Please filter the data down to the lines that include the word "PartialEq" and copy them.
== DATA ==
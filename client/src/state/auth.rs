//! Auth-session state for the current user.
//!
//! SYSTEM CONTEXT
//! ==============
//! Snapshots of this state are what route guards and user-aware commands
//! read. The live copy is owned by [`super::session::SessionManager`].

#[cfg(test)]
#[path = "auth_test.rs"]
mod auth_test;

use crate::net::types::User;

/// Where the session is in its lifecycle.
#[derive(Clone, Copy, Debug, Default, PartialEq, Eq)]
pub enum SessionPhase {
    /// Startup check of a stored token has not finished yet.
    #[default]
    Restoring,
    Authenticated,
    Unauthenticated,
}

/// Authentication state tracking the current user, loading flag and last error.
///
/// `user` is the single source of truth for [`AuthState::is_authenticated`].
#[derive(Clone, Debug, PartialEq)]
pub struct AuthState {
    pub user: Option<User>,
    pub loading: bool,
    pub error: Option<String>,
    pub phase: SessionPhase,
}

impl Default for AuthState {
    fn default() -> Self {
        Self { user: None, loading: true, error: None, phase: SessionPhase::Restoring }
    }
}

/// Roles accepted by an authorization check.
#[derive(Clone, Copy, Debug, PartialEq, Eq)]
pub enum RequiredRoles<'a> {
    One(&'a str),
    Any(&'a [&'a str]),
}

impl<'a> From<&'a str> for RequiredRoles<'a> {
    fn from(role: &'a str) -> Self {
        Self::One(role)
    }
}

impl<'a> From<&'a [&'a str]> for RequiredRoles<'a> {
    fn from(roles: &'a [&'a str]) -> Self {
        Self::Any(roles)
    }
}

impl<'a, const N: usize> From<&'a [&'a str; N]> for RequiredRoles<'a> {
    fn from(roles: &'a [&'a str; N]) -> Self {
        Self::Any(roles.as_slice())
    }
}

impl RequiredRoles<'_> {
    fn accepts(&self, role: &str) -> bool {
        match self {
            Self::One(required) => *required == role,
            Self::Any(required) => required.contains(&role),
        }
    }
}

impl AuthState {
    #[must_use]
    pub fn is_authenticated(&self) -> bool {
        self.user.is_some()
    }

    /// Whether the current user holds `roles` (one role, or any of a set).
    /// Always `false` without a user.
    #[must_use]
    pub fn has_role<'a>(&self, roles: impl Into<RequiredRoles<'a>>) -> bool {
        let roles = roles.into();
        self.user.as_ref().is_some_and(|user| roles.accepts(&user.role))
    }

    pub(crate) fn begin_request(&mut self) {
        self.loading = true;
        self.error = None;
    }

    pub(crate) fn sign_in(&mut self, user: User) {
        self.user = Some(user);
        self.loading = false;
        self.error = None;
        self.phase = SessionPhase::Authenticated;
    }

    pub(crate) fn fail(&mut self, message: String) {
        self.user = None;
        self.loading = false;
        self.error = Some(message);
        self.phase = SessionPhase::Unauthenticated;
    }

    pub(crate) fn sign_out(&mut self) {
        self.user = None;
        self.loading = false;
        self.error = None;
        self.phase = SessionPhase::Unauthenticated;
    }
}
===
*SOLUTION TO THE PROBLEM*
#[derive(Clone, Copy, Debug, Default, PartialEq, Eq)]
#[derive(Clone, Debug, PartialEq)]
#[derive(Clone, Copy, Debug, PartialEq, Eq)]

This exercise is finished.